The best lines in it, however, were paraphrased from John Gillespie McGee's famous poem "High Flight", which is also what Melvill was most likely thinking of. It's a standard reading at the funerals of pilots, and I personally feel that Reagan's speech would have been better, and perhaps more fitting, had he finished with the entire poem. It sums up the main reason why astronauts - military, governmental or private - will always want to strap themselves into something that will never be 100% safe and fly.
What's even more amazing is that the cost per flight is amazingly low, they're saying about $80,000.
This is about what it costs to fly a 747 across the country.
thad
I love Mondays. On a Monday, anything is possible.
On the CBC's science show Quirks and Quarks this past weekend, they interviewed the leads of both Canadian teams, and both stated that they were planning to make an attempt in August.

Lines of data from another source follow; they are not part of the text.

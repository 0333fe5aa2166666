//! Input format support for `kanim-rs`.
//!
//! - [`kanim`]: the binary build/anim container and its atlas
//! - [`scml`]: Spriter projects with per-frame PNG sprites

mod error;

pub mod kanim;
pub mod scml;

// Re-export unified error type
pub use error::{FileType, KanimError, ProjectFormatError, ReferenceKind};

Thats 6 to 10 weeks from now, so there may still be a race on if the Rutans can't fix the problem right away.
Oh, you mean nose-uppy and nose-downy?
Nose-uppy/nose-downy (ptich), wingtip-uppy/wingtip-downy (roll).
But (unless I misunderstand the term and it's specificially excluded) the dictionary missed yaw: Nose-righty/nose-lefty.
An aircraft's position at any instant has six degrees of freedom: Three of attitude (roll, pitch, and yaw), three of location.
Additionally there are the deriviatives of each of those (i.e. position gives three each of velocity, accelleration, jerk, snap, etc., attitude gives roll/pitch/yaw rates, etc.)
Bantam Dominique roosters crow a four-note song. Once you've heard it as "Happy BIRTHday" you can't NOT hear it that way
One might also offer that certain Apollo (1) folks might have not wanted their TEST FLIGHT to go deeply wrong.
Rockets are dangerous. Space flight is dangerous. This isn't a run to the 7-11. So far, NASA and the US have been excessively successful in space flight.